[Collected data]
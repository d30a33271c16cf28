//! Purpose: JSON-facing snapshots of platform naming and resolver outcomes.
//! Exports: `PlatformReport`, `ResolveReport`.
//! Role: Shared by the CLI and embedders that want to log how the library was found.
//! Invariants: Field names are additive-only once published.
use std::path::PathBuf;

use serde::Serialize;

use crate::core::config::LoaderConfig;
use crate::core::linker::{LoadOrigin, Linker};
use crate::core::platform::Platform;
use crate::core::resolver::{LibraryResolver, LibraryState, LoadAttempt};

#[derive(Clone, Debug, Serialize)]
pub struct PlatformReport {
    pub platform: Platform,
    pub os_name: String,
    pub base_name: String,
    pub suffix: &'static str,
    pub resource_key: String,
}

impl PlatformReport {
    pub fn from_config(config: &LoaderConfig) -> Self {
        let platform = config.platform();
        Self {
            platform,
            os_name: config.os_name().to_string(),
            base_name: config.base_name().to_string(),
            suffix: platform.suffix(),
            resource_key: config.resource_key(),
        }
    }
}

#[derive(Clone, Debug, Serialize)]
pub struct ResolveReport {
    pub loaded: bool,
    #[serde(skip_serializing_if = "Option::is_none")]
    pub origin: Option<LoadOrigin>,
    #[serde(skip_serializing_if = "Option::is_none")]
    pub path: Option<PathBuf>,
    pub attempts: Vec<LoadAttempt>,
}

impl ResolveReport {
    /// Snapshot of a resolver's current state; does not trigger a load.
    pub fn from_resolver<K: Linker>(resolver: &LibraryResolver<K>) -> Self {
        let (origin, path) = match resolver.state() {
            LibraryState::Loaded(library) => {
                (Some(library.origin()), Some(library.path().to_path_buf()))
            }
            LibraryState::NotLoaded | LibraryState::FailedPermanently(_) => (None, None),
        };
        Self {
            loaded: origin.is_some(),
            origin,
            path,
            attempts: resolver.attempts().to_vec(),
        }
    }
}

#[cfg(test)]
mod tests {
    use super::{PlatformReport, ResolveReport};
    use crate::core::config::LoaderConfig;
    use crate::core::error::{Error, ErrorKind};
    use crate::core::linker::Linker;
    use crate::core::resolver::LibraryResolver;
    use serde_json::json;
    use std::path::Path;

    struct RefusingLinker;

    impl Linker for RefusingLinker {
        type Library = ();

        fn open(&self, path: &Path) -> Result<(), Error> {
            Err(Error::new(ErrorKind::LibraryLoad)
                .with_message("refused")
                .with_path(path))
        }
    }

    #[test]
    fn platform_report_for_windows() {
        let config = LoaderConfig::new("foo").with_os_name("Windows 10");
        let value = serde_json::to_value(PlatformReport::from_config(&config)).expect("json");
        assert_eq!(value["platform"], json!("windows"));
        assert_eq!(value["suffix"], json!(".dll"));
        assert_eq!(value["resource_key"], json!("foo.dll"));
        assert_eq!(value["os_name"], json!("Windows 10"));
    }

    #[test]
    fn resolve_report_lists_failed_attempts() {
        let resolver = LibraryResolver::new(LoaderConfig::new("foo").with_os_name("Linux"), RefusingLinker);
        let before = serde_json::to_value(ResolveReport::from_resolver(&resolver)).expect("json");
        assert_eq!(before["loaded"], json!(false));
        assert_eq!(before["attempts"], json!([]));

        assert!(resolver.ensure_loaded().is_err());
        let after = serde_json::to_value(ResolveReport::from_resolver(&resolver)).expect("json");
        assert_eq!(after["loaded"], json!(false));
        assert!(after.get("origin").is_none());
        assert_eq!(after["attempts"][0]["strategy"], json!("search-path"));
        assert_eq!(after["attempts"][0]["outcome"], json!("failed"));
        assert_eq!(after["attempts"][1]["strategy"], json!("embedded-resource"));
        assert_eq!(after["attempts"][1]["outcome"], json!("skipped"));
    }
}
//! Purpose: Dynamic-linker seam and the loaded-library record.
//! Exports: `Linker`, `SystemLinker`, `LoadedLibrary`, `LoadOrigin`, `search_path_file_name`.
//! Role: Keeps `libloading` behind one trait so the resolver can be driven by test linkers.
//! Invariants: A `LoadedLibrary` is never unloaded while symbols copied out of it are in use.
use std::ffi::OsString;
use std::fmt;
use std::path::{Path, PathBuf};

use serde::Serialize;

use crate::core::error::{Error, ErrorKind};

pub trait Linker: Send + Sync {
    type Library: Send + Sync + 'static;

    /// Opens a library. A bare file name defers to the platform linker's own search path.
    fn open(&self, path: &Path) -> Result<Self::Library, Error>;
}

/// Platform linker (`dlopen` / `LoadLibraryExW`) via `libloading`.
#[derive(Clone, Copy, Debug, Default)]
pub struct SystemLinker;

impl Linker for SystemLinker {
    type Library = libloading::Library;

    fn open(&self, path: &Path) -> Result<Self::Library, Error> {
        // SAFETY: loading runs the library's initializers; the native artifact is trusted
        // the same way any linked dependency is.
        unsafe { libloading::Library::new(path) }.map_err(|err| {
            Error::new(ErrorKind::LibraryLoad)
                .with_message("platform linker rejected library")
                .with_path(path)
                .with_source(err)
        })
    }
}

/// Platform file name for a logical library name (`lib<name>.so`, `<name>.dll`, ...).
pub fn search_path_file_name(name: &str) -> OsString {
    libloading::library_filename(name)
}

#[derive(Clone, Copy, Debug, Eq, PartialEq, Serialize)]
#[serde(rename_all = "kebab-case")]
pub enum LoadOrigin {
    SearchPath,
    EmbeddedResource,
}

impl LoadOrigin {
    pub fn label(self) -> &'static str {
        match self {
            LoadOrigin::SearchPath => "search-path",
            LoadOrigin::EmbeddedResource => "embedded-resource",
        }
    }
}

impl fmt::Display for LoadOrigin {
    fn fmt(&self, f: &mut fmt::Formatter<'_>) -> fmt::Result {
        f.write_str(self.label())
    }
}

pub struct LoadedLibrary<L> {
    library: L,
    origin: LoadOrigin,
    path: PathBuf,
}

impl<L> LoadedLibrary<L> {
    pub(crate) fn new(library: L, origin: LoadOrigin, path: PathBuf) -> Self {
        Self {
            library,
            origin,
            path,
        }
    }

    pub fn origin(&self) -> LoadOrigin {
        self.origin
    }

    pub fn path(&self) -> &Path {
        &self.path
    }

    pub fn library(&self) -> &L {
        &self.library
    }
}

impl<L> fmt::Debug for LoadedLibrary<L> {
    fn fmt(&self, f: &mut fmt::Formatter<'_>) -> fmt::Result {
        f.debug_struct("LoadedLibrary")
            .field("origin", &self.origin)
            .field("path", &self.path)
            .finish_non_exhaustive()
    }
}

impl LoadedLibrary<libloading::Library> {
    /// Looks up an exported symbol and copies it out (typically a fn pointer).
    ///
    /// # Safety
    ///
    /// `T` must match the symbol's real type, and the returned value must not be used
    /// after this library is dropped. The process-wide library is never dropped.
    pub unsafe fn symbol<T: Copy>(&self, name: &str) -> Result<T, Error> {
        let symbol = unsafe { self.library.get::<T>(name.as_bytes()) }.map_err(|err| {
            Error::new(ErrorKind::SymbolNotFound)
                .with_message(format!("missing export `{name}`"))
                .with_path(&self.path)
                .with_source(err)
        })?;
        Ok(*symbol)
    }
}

→ Required work
Filter the records down to the lines that contain the string "Send", and copy those lines.

→ Result of this task
pub trait Linker: Send + Sync {
    type Library: Send + Sync + 'static;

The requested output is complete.